Cost-of-living pressures

The freeze was extended multiple times, most recently until July 2025, to help pensioners cope with increasing living costs. By keeping the rates unchanged, the government has allowed retirees to maintain their income levels, despite the economic challenges.

The Federal Government has announced changes to Age Pension payments from 20 September 2025, including a lift on the previously frozen deeming rates by 0.5% and an increase to the Age Pension of up to $29.70 for singles and $22.40 each for couples.

It comes as the Federal Government adjusts deeming rates to better reflect the returns older people receive for their investments. In a win for common sense, the Minister for Social Services, Tanya Plibersek, has listened and only modestly increased deeming rates in the short term.

Deeming rates only affect the Age Pension Income Test. It is an estimation of the income that a pensioner could receive from their savings and investments, regardless of how they are invested.

As an example, even if a pensioner puts all their cash in a savings account and earns no interest from it, Centrelink assumes that money could earn a certain amount of income, which determines the amount of pension they receive under the income test.

The benefit of deeming rates is that it avoids pensioners having to constantly report earnings and encourages them to put their savings into an investment that earns a higher rate of return. So, putting it in a no-interest savings account is not generally a good idea, but having it in higher yielding investments, like super, could provide a better outcome overall because deeming rates are generally lower than the returns from this type of investment. 

The big freeze


Historically, when interest rates increased, deeming rates increased accordingly. This reduced the amount of pension someone was entitled to. 

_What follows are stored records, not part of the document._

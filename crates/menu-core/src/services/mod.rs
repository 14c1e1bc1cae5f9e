//! Domain services (business logic)

pub mod persistence;
pub mod menu_service;

pub use persistence::{ApplyReport, BulkStrategy, IncrementalStrategy, PersistenceStrategy};
pub use menu_service::MenuService;
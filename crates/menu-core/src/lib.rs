//! # Menu Core
//! 
//! Menu tree types, the reconciliation walk, repository traits, and persistence strategies.

pub mod domain;
pub mod sync;
pub mod services;
pub mod repositories;
pub mod error;

// Re-export domain entities
pub use domain::*;
pub use error::{DomainError, ErrorCategory};
pub use sync::MenuSynchronizer;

But when the freeze on deeming rates occurred, interest rates skyrocketed. This was a good thing—it shielded many pensioners from cost-of-living pressures because their payments did not fall in line with rising interest rates and investment returns.

An investment-savvy pensioner during this time could have seen their financial investment earnings grow more than Centrelink’s deeming rates as well as keeping more of their pension payments.

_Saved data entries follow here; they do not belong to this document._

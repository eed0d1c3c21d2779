//! Semantic search over indexed units.
//!
//! The query is embedded in query mode, the nearest unit vectors are fetched
//! and anything below the score cutoff is dropped before results are joined
//! with the stored unit text.

use std::sync::Arc;

use serde::{Deserialize, Serialize};
use tracing::debug;

use crate::directory::PageDirectory;
use crate::embeddings::{EmbedMode, EmbeddingProvider};
use crate::error::IndexError;
use crate::extractor::truncate_chars;
use crate::store::VectorStore;
use crate::units::UnitStore;

/// Default maximum number of results.
pub const DEFAULT_SEARCH_LIMIT: usize = 10;

/// Default similarity cutoff.
pub const DEFAULT_MIN_SCORE: f32 = 0.6;

/// Longest text preview returned with a result.
pub const PREVIEW_MAX_CHARS: usize = 200;

/// A search hit joined with its unit text.
#[derive(Debug, Clone, PartialEq, Serialize, Deserialize)]
pub struct SearchResult {
    /// Page containing the unit
    pub page_id: String,
    /// Matching unit
    pub unit_id: String,
    /// Similarity score (higher is better)
    pub score: f32,
    /// Start of the unit text
    pub text_preview: String,
    /// Page title, when a directory is attached
    pub title: Option<String>,
}

/// Options for one search.
#[derive(Debug, Clone, PartialEq)]
pub struct SearchOptions {
    /// Maximum number of results to return
    pub limit: usize,
    /// Results scoring below this are dropped
    pub min_score: f32,
}

impl Default for SearchOptions {
    fn default() -> Self {
        Self {
            limit: DEFAULT_SEARCH_LIMIT,
            min_score: DEFAULT_MIN_SCORE,
        }
    }
}

/// Runs semantic queries against the vector store.
#[derive(Clone)]
pub struct SemanticSearcher {
    embeddings: Arc<dyn EmbeddingProvider>,
    vectors: Arc<dyn VectorStore>,
    units: UnitStore,
    directory: Option<Arc<dyn PageDirectory>>,
}

impl SemanticSearcher {
    pub fn new(
        embeddings: Arc<dyn EmbeddingProvider>,
        vectors: Arc<dyn VectorStore>,
        units: UnitStore,
    ) -> Self {
        Self {
            embeddings,
            vectors,
            units,
            directory: None,
        }
    }

    /// Decorate results with page titles and drop pages that are gone.
    pub fn with_directory(mut self, directory: Arc<dyn PageDirectory>) -> Self {
        self.directory = Some(directory);
        self
    }

    /// Search for units similar to `query`.
    pub async fn search(
        &self,
        query: &str,
        options: &SearchOptions,
    ) -> Result<Vec<SearchResult>, IndexError> {
        if query.trim().is_empty() || options.limit == 0 {
            return Ok(Vec::new());
        }

        let vector = self.embeddings.embed(query, EmbedMode::Query).await?;
        let hits = self.vectors.nearest(&vector, options.limit).await?;
        let candidates = hits.len();

        let mut results = Vec::new();
        for hit in hits.into_iter().filter(|h| h.score >= options.min_score) {
            // Vector and unit row can briefly disagree while a job runs
            let Some(unit) = self.units.get(&hit.page_id, &hit.unit_id)? else {
                continue;
            };

            let title = match self.directory {
                Some(ref directory) => {
                    if !directory.page_exists(&hit.page_id).await {
                        continue;
                    }
                    directory.title(&hit.page_id).await
                }
                None => None,
            };

            results.push(SearchResult {
                page_id: hit.page_id,
                unit_id: hit.unit_id,
                score: hit.score,
                text_preview: truncate_chars(&unit.text, PREVIEW_MAX_CHARS),
                title,
            });
        }

        results.sort_by(|a, b| {
            b.score
                .partial_cmp(&a.score)
                .unwrap_or(std::cmp::Ordering::Equal)
                .then_with(|| a.page_id.cmp(&b.page_id))
                .then_with(|| a.unit_id.cmp(&b.unit_id))
        });

        debug!(
            "Search returned {} of {} candidates (min score {})",
            results.len(),
            candidates,
            options.min_score
        );
        Ok(results)
    }
}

But an end to the freeze poses a sticky political problem for the Federal Government. Given the current cash rate has risen to around 3.5%, an abrupt end to the freeze would substantially increase deeming rates, clawing back billions from age pensioners, but that’s billions pensioners would no longer receive in their Centrelink payments.

In June this year, Minister Plibersek signalled that the Federal Government would review deeming rates. Seniors’ organisations, such as National Seniors Australia (NSA) and COTA, took the opportunity to meet with the minister to argue that any dramatic increase would see a sudden fall in pension payments with a distressing impact on pensioners.

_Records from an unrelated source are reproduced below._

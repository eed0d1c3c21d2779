//! Embedding provider trait and the HTTP implementation.
//!
//! Units are embedded in [`EmbedMode::Document`] mode and search strings in
//! [`EmbedMode::Query`] mode; most embedding services tune the two
//! differently, so the mode is part of every call.

use std::time::{Duration, Instant};

use async_trait::async_trait;
use reqwest::Client;
use serde::{Deserialize, Serialize};
use thiserror::Error;
use tracing::{debug, warn};

use crate::retry::RetryPolicy;

/// Errors that can occur during embedding generation.
#[derive(Error, Debug)]
pub enum EmbeddingError {
    #[error("API request failed ({status}): {body}")]
    ApiError { status: u16, body: String },

    #[error("Invalid response: {0}")]
    InvalidResponse(String),

    #[error("Rate limited, retry after {0} seconds")]
    RateLimited(u64),

    #[error("Network error: {0}")]
    NetworkError(String),

    #[error("Model returned {actual} dimensions, expected {expected}")]
    DimensionMismatch { expected: usize, actual: usize },

    #[error("Embedding failed after {attempts} attempts: {last}")]
    RetriesExhausted {
        attempts: u32,
        #[source]
        last: Box<EmbeddingError>,
    },
}

/// Whether text is being embedded for storage or for a search query.
#[derive(Debug, Clone, Copy, PartialEq, Eq, Hash, Serialize, Deserialize)]
#[serde(rename_all = "lowercase")]
pub enum EmbedMode {
    Query,
    Document,
}

impl EmbedMode {
    pub fn as_str(&self) -> &'static str {
        match self {
            Self::Query => "query",
            Self::Document => "document",
        }
    }
}

/// Trait for embedding providers.
///
/// Implementations should be Send + Sync to allow use in async contexts.
#[async_trait]
pub trait EmbeddingProvider: Send + Sync {
    /// Embed a single text. Empty input yields an empty vector.
    async fn embed(&self, text: &str, mode: EmbedMode) -> Result<Vec<f32>, EmbeddingError>;

    /// Get the number of dimensions
    fn dimensions(&self) -> usize;

    /// Get the model name
    fn model_name(&self) -> &str;
}

/// Request body for the embedding service
#[derive(Serialize)]
struct EmbeddingRequest<'a> {
    text: &'a str,
    mode: EmbedMode,
    #[serde(skip_serializing_if = "Option::is_none")]
    model: Option<&'a str>,
}

/// Response from the embedding service
#[derive(Deserialize)]
struct EmbeddingResponse {
    vector: Vec<f32>,
}

/// Embedding provider backed by an HTTP service.
///
/// The service receives `{"text": ..., "mode": "query"|"document"}` and
/// answers `{"vector": [...]}`.
pub struct HttpEmbeddings {
    base_url: String,
    api_key: Option<String>,
    model: Option<String>,
    dimensions: usize,
    timeout: Duration,
    retry: RetryPolicy,
    client: Client,
}

impl HttpEmbeddings {
    /// Create a new provider for the service at `base_url`.
    pub fn new(base_url: impl Into<String>, dimensions: usize) -> Self {
        Self {
            base_url: base_url.into(),
            api_key: None,
            model: None,
            dimensions,
            timeout: Duration::from_secs(30),
            retry: RetryPolicy::default(),
            client: Client::new(),
        }
    }

    /// Send a bearer token with every request.
    pub fn with_api_key(mut self, api_key: Option<String>) -> Self {
        self.api_key = api_key;
        self
    }

    /// Ask the service for a specific model.
    pub fn with_model(mut self, model: Option<String>) -> Self {
        self.model = model;
        self
    }

    /// Override the retry policy.
    pub fn with_retry(mut self, retry: RetryPolicy) -> Self {
        self.retry = retry;
        self
    }

    /// Override the per-attempt timeout.
    pub fn with_timeout(mut self, timeout: Duration) -> Self {
        self.timeout = timeout;
        self
    }

    /// Get the retry policy.
    pub fn retry_policy(&self) -> &RetryPolicy {
        &self.retry
    }

    /// Single request, no retries.
    async fn send_once(&self, text: &str, mode: EmbedMode) -> Result<Vec<f32>, EmbeddingError> {
        let body = EmbeddingRequest {
            text,
            mode,
            model: self.model.as_deref(),
        };

        let mut request = self
            .client
            .post(&self.base_url)
            .timeout(self.timeout)
            .json(&body);
        if let Some(ref key) = self.api_key {
            request = request.bearer_auth(key);
        }

        let response = request
            .send()
            .await
            .map_err(|e| EmbeddingError::NetworkError(e.to_string()))?;
        let status = response.status();

        if status.as_u16() == 429 {
            let retry_after = response
                .headers()
                .get("retry-after")
                .and_then(|v| v.to_str().ok())
                .and_then(|s| s.parse::<u64>().ok())
                .unwrap_or(0);
            return Err(EmbeddingError::RateLimited(retry_after));
        }

        if !status.is_success() {
            let body = response
                .text()
                .await
                .unwrap_or_else(|_| "Unknown error".to_string());
            return Err(EmbeddingError::ApiError {
                status: status.as_u16(),
                body,
            });
        }

        let parsed: EmbeddingResponse = response
            .json()
            .await
            .map_err(|e| EmbeddingError::InvalidResponse(e.to_string()))?;

        if parsed.vector.len() != self.dimensions {
            return Err(EmbeddingError::DimensionMismatch {
                expected: self.dimensions,
                actual: parsed.vector.len(),
            });
        }

        Ok(parsed.vector)
    }
}

#[async_trait]
impl EmbeddingProvider for HttpEmbeddings {
    async fn embed(&self, text: &str, mode: EmbedMode) -> Result<Vec<f32>, EmbeddingError> {
        if text.trim().is_empty() {
            return Ok(Vec::new());
        }

        let started = Instant::now();
        let max_attempts = self.retry.max_attempts.max(1);
        let mut attempt = 0;

        loop {
            attempt += 1;
            debug!(
                "Embedding {} chars in {} mode (attempt {}/{})",
                text.len(),
                mode.as_str(),
                attempt,
                max_attempts
            );

            let err = match self.send_once(text, mode).await {
                Ok(vector) => return Ok(vector),
                // A misconfigured model answers the same way every time
                Err(e @ EmbeddingError::DimensionMismatch { .. }) => return Err(e),
                Err(e) => e,
            };

            if attempt >= max_attempts {
                return Err(EmbeddingError::RetriesExhausted {
                    attempts: attempt,
                    last: Box::new(err),
                });
            }

            let delay = match &err {
                EmbeddingError::RateLimited(secs) if *secs > 0 => {
                    Duration::from_secs(*secs).min(self.retry.max_delay)
                }
                _ => self.retry.delay_for(attempt),
            };

            if started.elapsed() + delay > self.retry.max_elapsed {
                warn!("Embedding retry window exhausted after {} attempts", attempt);
                return Err(EmbeddingError::RetriesExhausted {
                    attempts: attempt,
                    last: Box::new(err),
                });
            }

            warn!(
                "Embedding request failed: {}, retrying in {:?} (attempt {}/{})",
                err, delay, attempt, max_attempts
            );
            tokio::time::sleep(delay).await;
        }
    }

    fn dimensions(&self) -> usize {
        self.dimensions
    }

    fn model_name(&self) -> &str {
        self.model.as_deref().unwrap_or("default")
    }
}

#[cfg(test)]
mod tests {
    use super::*;
    use crate::error::{FailureKind, IndexError};
    use std::sync::atomic::{AtomicUsize, Ordering};
    use std::sync::{Arc, Mutex};
    use tokio::io::{AsyncReadExt, AsyncWriteExt};
    use tokio::net::TcpListener;

    /// Serve one scripted response per connection and record request bodies.
    async fn scripted_server(
        responses: Vec<(u16, String)>,
    ) -> (String, Arc<AtomicUsize>, Arc<Mutex<Vec<String>>>) {
        let listener = TcpListener::bind("127.0.0.1:0").await.unwrap();
        let addr = listener.local_addr().unwrap();
        let hits = Arc::new(AtomicUsize::new(0));
        let bodies = Arc::new(Mutex::new(Vec::new()));

        let hits_task = hits.clone();
        let bodies_task = bodies.clone();
        tokio::spawn(async move {
            for (status, body) in responses {
                let (mut socket, _) = match listener.accept().await {
                    Ok(conn) => conn,
                    Err(_) => return,
                };
                let request = read_request(&mut socket).await;
                hits_task.fetch_add(1, Ordering::SeqCst);
                bodies_task.lock().unwrap().push(request);

                let response = format!(
                    "HTTP/1.1 {} Scripted\r\nContent-Type: application/json\r\nContent-Length: {}\r\nConnection: close\r\n\r\n{}",
                    status,
                    body.len(),
                    body
                );
                let _ = socket.write_all(response.as_bytes()).await;
                let _ = socket.shutdown().await;
            }
        });

        (format!("http://{}/embed", addr), hits, bodies)
    }

    /// Read one HTTP request and return its body.
    async fn read_request(socket: &mut tokio::net::TcpStream) -> String {
        let mut buf = Vec::new();
        let mut chunk = [0u8; 4096];
        loop {
            let n = socket.read(&mut chunk).await.unwrap_or(0);
            if n == 0 {
                break;
            }
            buf.extend_from_slice(&chunk[..n]);

            let text = String::from_utf8_lossy(&buf).to_string();
            if let Some(header_end) = text.find("\r\n\r\n") {
                let content_length = text[..header_end]
                    .lines()
                    .find_map(|line| {
                        let lower = line.to_ascii_lowercase();
                        lower
                            .strip_prefix("content-length:")
                            .and_then(|v| v.trim().parse::<usize>().ok())
                    })
                    .unwrap_or(0);
                if buf.len() >= header_end + 4 + content_length {
                    return text[header_end + 4..].to_string();
                }
            }
        }
        String::new()
    }

    fn ok_body(dims: usize) -> String {
        serde_json::json!({ "vector": vec![0.5f32; dims] }).to_string()
    }

    #[test]
    fn test_provider_creation() {
        let provider = HttpEmbeddings::new("http://localhost:8080/embed", 384);
        assert_eq!(provider.dimensions(), 384);
        assert_eq!(provider.model_name(), "default");
        assert_eq!(provider.retry_policy().max_attempts, 3);
    }

    #[test]
    fn test_provider_custom_model() {
        let provider = HttpEmbeddings::new("http://localhost:8080/embed", 1024)
            .with_model(Some("custom/model".to_string()));
        assert_eq!(provider.model_name(), "custom/model");
    }

    #[test]
    fn test_embed_mode_serialization() {
        assert_eq!(serde_json::to_string(&EmbedMode::Query).unwrap(), "\"query\"");
        assert_eq!(
            serde_json::to_string(&EmbedMode::Document).unwrap(),
            "\"document\""
        );
    }

    #[tokio::test]
    async fn test_empty_input_makes_no_call() {
        // Nothing listens here; a request would fail.
        let provider = HttpEmbeddings::new("http://127.0.0.1:9/embed", 4)
            .with_retry(RetryPolicy::immediate(1));
        assert!(provider.embed("", EmbedMode::Document).await.unwrap().is_empty());
        assert!(provider.embed("   ", EmbedMode::Query).await.unwrap().is_empty());
    }

    #[tokio::test]
    async fn test_retries_transient_failures() {
        let (url, hits, _) = scripted_server(vec![
            (500, "boom".to_string()),
            (503, "busy".to_string()),
            (200, ok_body(4)),
        ])
        .await;

        let provider = HttpEmbeddings::new(url, 4).with_retry(RetryPolicy::immediate(3));
        let vector = provider.embed("hello world", EmbedMode::Document).await.unwrap();

        assert_eq!(vector, vec![0.5; 4]);
        assert_eq!(hits.load(Ordering::SeqCst), 3);
    }

    #[tokio::test]
    async fn test_gives_up_after_max_attempts() {
        let (url, hits, _) = scripted_server(vec![
            (500, "a".to_string()),
            (500, "b".to_string()),
            (500, "c".to_string()),
            (200, ok_body(4)),
        ])
        .await;

        let provider = HttpEmbeddings::new(url, 4).with_retry(RetryPolicy::immediate(3));
        let err = provider
            .embed("hello world", EmbedMode::Document)
            .await
            .unwrap_err();

        match err {
            EmbeddingError::RetriesExhausted { attempts, last } => {
                assert_eq!(attempts, 3);
                assert!(matches!(*last, EmbeddingError::ApiError { status: 500, .. }));
            }
            other => panic!("unexpected error: {}", other),
        }
        assert_eq!(hits.load(Ordering::SeqCst), 3);
    }

    #[tokio::test]
    async fn test_wrong_dimensions_fail_without_retry() {
        let (url, hits, _) = scripted_server(vec![
            (200, ok_body(3)),
            (200, ok_body(3)),
            (200, ok_body(3)),
        ])
        .await;

        let provider = HttpEmbeddings::new(url, 4).with_retry(RetryPolicy::immediate(3));
        let err = provider
            .embed("hello world", EmbedMode::Document)
            .await
            .unwrap_err();

        assert!(matches!(
            err,
            EmbeddingError::DimensionMismatch {
                expected: 4,
                actual: 3
            }
        ));
        assert_eq!(hits.load(Ordering::SeqCst), 1);

        let err: IndexError = err.into();
        assert!(matches!(err, IndexError::DimensionMismatch { .. }));
        assert_eq!(err.kind(), FailureKind::Fatal);
    }

    #[tokio::test]
    async fn test_malformed_body_is_retried() {
        let (url, hits, _) = scripted_server(vec![
            (200, "{\"nope\": true}".to_string()),
            (200, ok_body(2)),
        ])
        .await;

        let provider = HttpEmbeddings::new(url, 2).with_retry(RetryPolicy::immediate(3));
        assert!(provider.embed("hello world", EmbedMode::Query).await.is_ok());
        assert_eq!(hits.load(Ordering::SeqCst), 2);
    }

    #[tokio::test]
    async fn test_request_carries_mode_and_model() {
        let (url, _, bodies) = scripted_server(vec![(200, ok_body(2))]).await;

        let provider = HttpEmbeddings::new(url, 2)
            .with_model(Some("mini".to_string()))
            .with_retry(RetryPolicy::immediate(1));
        provider.embed("find foxes", EmbedMode::Query).await.unwrap();

        let bodies = bodies.lock().unwrap();
        let sent: serde_json::Value = serde_json::from_str(&bodies[0]).unwrap();
        assert_eq!(sent["mode"], "query");
        assert_eq!(sent["text"], "find foxes");
        assert_eq!(sent["model"], "mini");
    }
}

NSA told the minister now is not the time to radically increase deeming rates. We argued that a slow and steady approach, combined with transparency in setting new rates, is needed to avoid unintended consequences.

“Any change to deeming rates should be introduced in a measured, incremental, and transparent way. We don’t want a situation where older Australians, struggling under cost-of-living pressures, are hit harder,” Mr Grice said.

While we appreciate the budget pressures on the Federal Government, we believe that any transition must be handled carefully to avoid unnecessary hardship on pension recipients who could face declines in payments at a time that living costs remain high.

Despite what is being said in the media, the impact of lifting the freeze won’t just be felt by the 475,000 income tested pensioners. It will also be felt by full-rate pensioners who may become part-rate pensioners, many for the first time.

We were relieved when the minister announced that deeming rates will only rise by 0.5% when pension is indexed on 20 September, but there is still concern about the next steps given that
interest rates remain stubbornly high.

How to minimise the hit on pensioners going forward


How much pension will you now get—use this estimator


National Seniors Australia (NSA) has created a simple tool to help you see the possible impact on your pension payment from the deeming rate adjustment on 20 September. It also takes indexation into account.

This is just a guide and is based on assumptions, so cannot accurately reflect individual circumstances. Only Centrelink will be able to accurately tell you the impact, but this is only after 20 September.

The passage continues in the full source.